Reference for a factory design pattern is hi made to--Design
Patterns by Gamma, Helm, Johnson, Vlissides (Addison Wesley),
FACTORY METHOD p. 107.
[0077] Typically, the top level application part (for example
application class in object oriented programming) is the complete
application. In certain embodiments of the invention, an
application object is instantiated from the application class. In
order to initialize the application, runtime engine 60 invokes the
initialize method of the application object. After the application
is initialized, runtime engine 60 invokes the run method of the
application object. The application runs until terminated. Before
the application has terminated, runtime engine 60 invokes the
terminate method of the application object, thereby reinitializing
the application and in some embodiments clearing active repository
74 and an object repository 59 (FIG. 6).
[0078] Assume for example that shopping class 100 is an application
class. The method "run" may for example trigger an immediate
function of "wait for user input". Refer back to FIG. 11. Items on
the shelf are listed in an "items list"" 86. Once a user selects an
item from items list 86, and presses add button 56, runtime engine
60 begins to perform a series of other methods, for example getting
the currently selected item from instantiated items list 86, adding
the selected item to instantiated shopping cart table 58, and
refreshing the display.
[0079] In some embodiments of the invention, a description of the
application class is not received in document 30 and no application
class is necessary. The application is invoked immediately after
all classes have been loaded or generated so as to launch the
application.
[0080] As mentioned above, instantiation of objects may occur prior
to or subsequent to the launching of the application. In certain
embodiments, instantiation of some objects may occur prior and
instantiation of some objects subsequent to the application
launching. In certain embodiments, instantiation of some or all
objects may be automatic and in some embodiments instantiation of
some or all objects may only occur when necessary. In some
embodiments, instantiation of some or all objects may never
occur.
[0081] After instantiating objects from classes, for example
shopping cart class 50, advance search class 90, or shopping class
100, runtime engine 60 is able to perform a configuration process
to render shopping cart 50, advance search 90, or shopping class
100 suitable for a particular application. The configuration
process refers to property manipulation i.e. setting values to
properties of the instantiated object. As mentioned above, such a
configuration process is also considered building in the context of
this invention.
[0082] To instantiate a class, runtime engine 60 creates a new
object in object repository 59 (FIG. 6) and associates the object
with the instantiated class. Along with the new object, the
properties of the object are created automatically according to the
property descriptors of the class. If one or more of the property
descriptors refer to another class, the runtime engine will create
an object for the contributing class to serve the property of the
amalgamating object. In some embodiments, this process goes on
recursively.
[0083] Later during the running sequence of the application, the
methods of the class in some embodiments are invoked by: obtaining
a reference to the object from the object repository, finding the
required method inside the class associated with the object, and
invoking the required method. Also, during the course of the
application, special methods may be invoked to get the properties
or set the values of the properties of the object. This way of
invoking methods can be used in these embodiments for all types of
classes.
[0084] Refer to FIG. 13, which illustrates the instantiation and
initialization of an object, according to an embodiment of the
invention. In certain embodiments of the present invention, when an
object of a class is instantiated (step 120), automatically all of
the properties of the object are instantiated as well (step 122)

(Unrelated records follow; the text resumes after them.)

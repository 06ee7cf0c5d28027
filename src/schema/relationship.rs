use serde::{Deserialize, Serialize};
use std::fmt;

/// How a character feels about someone, 1 (hatred) to 10 (pure love).
///
/// The text model writes this inconsistently (`7`, `7.0`, `7/10`), so
/// every response kind funnels it through [`RelationshipStatus::parse`].
#[derive(Debug, Clone, Copy, PartialEq, Eq, PartialOrd, Ord, Hash, Serialize, Deserialize)]
#[serde(try_from = "u8", into = "u8")]
pub struct RelationshipStatus(u8);

impl RelationshipStatus {
    pub const MIN: u8 = 1;
    pub const MAX: u8 = 10;

    pub fn new(value: u8) -> Option<Self> {
        (Self::MIN..=Self::MAX)
            .contains(&value)
            .then_some(Self(value))
    }

    /// Coerces the raw tag text into a status.
    ///
    /// Accepts a bare integer, an integral decimal, or a score out of ten.
    /// Anything else, or a value outside 1..=10, is rejected.
    pub fn parse(raw: &str) -> Option<Self> {
        let raw = raw.trim();
        let number = match raw.split_once('/') {
            Some((score, scale)) if scale.trim() == "10" => score.trim(),
            Some(_) => return None,
            None => raw,
        };
        let number = match number.split_once('.') {
            Some((whole, frac)) if !frac.is_empty() && frac.bytes().all(|b| b == b'0') => whole,
            Some(_) => return None,
            None => number,
        };
        number.parse::<u8>().ok().and_then(Self::new)
    }

    pub fn value(&self) -> u8 {
        self.0
    }
}

impl TryFrom<u8> for RelationshipStatus {
    type Error = String;

    fn try_from(value: u8) -> Result<Self, Self::Error> {
        Self::new(value).ok_or_else(|| format!("relationship status {} is outside 1..=10", value))
    }
}

impl From<RelationshipStatus> for u8 {
    fn from(status: RelationshipStatus) -> u8 {
        status.0
    }
}

impl fmt::Display for RelationshipStatus {
    fn fmt(&self, f: &mut fmt::Formatter<'_>) -> fmt::Result {
        write!(f, "{}", self.0)
    }
}

/// A relationship the character already has. Input to prompt building.
#[derive(Debug, Clone, PartialEq, Eq, Serialize, Deserialize)]
#[serde(rename_all = "camelCase")]
pub struct Relationship {
    pub name: String,
    pub relationship_type: String,
    pub relationship_status: RelationshipStatus,
}

/// A new person the text model introduced into the character's life.
#[derive(Debug, Clone, PartialEq, Eq, Serialize, Deserialize)]
#[serde(rename_all = "camelCase")]
pub struct RelationshipRecord {
    pub name: String,
    pub age: u32,
    /// Expected to be "male" or "female" but passed through as written.
    pub gender: String,
    pub relationship_type: String,
    pub relationship_status: RelationshipStatus,
}

/// A person the text model says should leave the character's relationships.
///
/// `name` is meant to match an existing [`Relationship`] exactly; checking
/// that is up to whoever applies the removal.
#[derive(Debug, Clone, PartialEq, Eq, Serialize, Deserialize)]
#[serde(rename_all = "camelCase")]
pub struct RelationshipRemoval {
    pub name: String,
    pub reason: String,
}
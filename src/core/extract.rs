/// Tag extraction: pulls `<tag>…</tag>` regions out of a model response.
///
/// The response format is a flat set of named tags with at most one level of
/// uniformly tagged blocks inside a container tag. This is not an XML parser:
/// there are no attributes, namespaces or escapes, and a tag's content ends at
/// the first matching closing tag.

use thiserror::Error;

use crate::schema::relationship::RelationshipStatus;

/// Why a response could not be turned into a typed record.
#[derive(Debug, Clone, PartialEq, Eq, Error)]
pub enum ExtractError {
    #[error("required tag <{0}> is missing")]
    TagMissing(String),
    #[error("tag <{tag}> could not be decoded: {reason}")]
    FieldDecode { tag: String, reason: String },
    #[error("expected {expected} complete {what}, found {found}")]
    Shape {
        what: &'static str,
        expected: usize,
        found: usize,
    },
}

impl ExtractError {
    pub fn decode(tag: &str, reason: impl Into<String>) -> Self {
        Self::FieldDecode {
            tag: tag.to_string(),
            reason: reason.into(),
        }
    }
}

/// Returns the trimmed content of the first `<tag>…</tag>` in `text`.
///
/// `None` means the tag is absent, which callers must keep apart from a
/// present-but-empty tag (`Some("")`). Matching is case-sensitive and the
/// content runs to the first closing tag after the opening one, across
/// newlines.
pub fn extract_tag<'a>(text: &'a str, tag: &str) -> Option<&'a str> {
    let open = format!("<{}>", tag);
    let close = format!("</{}>", tag);
    let start = text.find(&open)? + open.len();
    let len = text[start..].find(&close)?;
    Some(text[start..start + len].trim())
}

/// Splits the content of a container tag into one raw segment per block.
///
/// Segments end at each occurrence of `terminator` (e.g. `</relationship>`).
/// Blank segments, including the one after a final terminator, are dropped.
/// Absent or blank input yields no blocks.
///
/// Only sound because blocks never nest and no field value contains the
/// terminator literal. Text that breaks either assumption produces
/// misaligned blocks, which then fail field extraction.
pub fn split_blocks<'a>(container: Option<&'a str>, terminator: &str) -> Vec<&'a str> {
    let Some(container) = container else {
        return Vec::new();
    };
    container
        .split(terminator)
        .map(str::trim)
        .filter(|segment| !segment.is_empty())
        .collect()
}

/// Lists the distinct tag names that are both opened and closed in `text`,
/// in order of first appearance.
pub fn scan_tag_names(text: &str) -> Vec<&str> {
    let mut names: Vec<&str> = Vec::new();
    let bytes = text.as_bytes();
    let mut i = 0;

    while i < bytes.len() {
        if bytes[i] != b'<' {
            i += 1;
            continue;
        }

        let start = i + 1;
        let mut end = start;
        while end < bytes.len() && is_name_byte(bytes[end]) {
            end += 1;
        }

        if end > start && end < bytes.len() && bytes[end] == b'>' {
            let name = &text[start..end];
            let close = format!("</{}>", name);
            if !names.contains(&name) && text[end + 1..].contains(&close) {
                names.push(name);
            }
            i = end + 1;
        } else {
            i += 1;
        }
    }

    names
}

fn is_name_byte(b: u8) -> bool {
    b.is_ascii_alphanumeric() || b == b'_' || b == b'-'
}

/// The content of a tag that must be present.
pub fn require<'a>(text: &'a str, tag: &str) -> Result<&'a str, ExtractError> {
    extract_tag(text, tag).ok_or_else(|| ExtractError::TagMissing(tag.to_string()))
}

/// The content of a tag that must be present and non-empty.
pub fn require_text(text: &str, tag: &str) -> Result<String, ExtractError> {
    let value = require(text, tag)?;
    if value.is_empty() {
        return Err(ExtractError::decode(tag, "empty"));
    }
    Ok(value.to_string())
}

/// Decodes a literal `true`/`false`, ignoring case and surrounding space.
pub fn require_bool(text: &str, tag: &str) -> Result<bool, ExtractError> {
    let value = require(text, tag)?;
    if value.eq_ignore_ascii_case("true") {
        Ok(true)
    } else if value.eq_ignore_ascii_case("false") {
        Ok(false)
    } else {
        Err(ExtractError::decode(tag, format!("expected true or false, got '{}'", value)))
    }
}

/// Decodes a non-negative whole-number age.
pub fn require_age(text: &str, tag: &str) -> Result<u32, ExtractError> {
    let value = require(text, tag)?;
    value
        .parse::<u32>()
        .map_err(|_| ExtractError::decode(tag, format!("'{}' is not a whole number", value)))
}

/// Decodes a 1..=10 relationship status. See [`RelationshipStatus::parse`].
pub fn require_status(text: &str, tag: &str) -> Result<RelationshipStatus, ExtractError> {
    let value = require(text, tag)?;
    RelationshipStatus::parse(value).ok_or_else(|| {
        ExtractError::decode(tag, format!("'{}' is not a status from 1 to 10", value))
    })
}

The object is then initialized (step 124) by invoking a default
object initialization method.
[0085] Refer to FIG. 14 which illustrates the invoking of a method,
according to an embodiment of the invention. The first step is the
invoking of a method of an object (step 126). Generated methods, if
not empty, are composed of code lines. Loaded (including
downloaded) methods include executable code to be executed by the
central processing unit. When a method is invoked, each code line
(if any) is executed in turn (step 128). The code line in some
embodiments is another method call so that the execution of the
code line invokes another method. For methods including executable
code, the invoking of the method results in a specific processing
operation (step 130)
[0086] In certain embodiments, the invoking of methods is performed
on demand. Each method of a class may be invoked individually.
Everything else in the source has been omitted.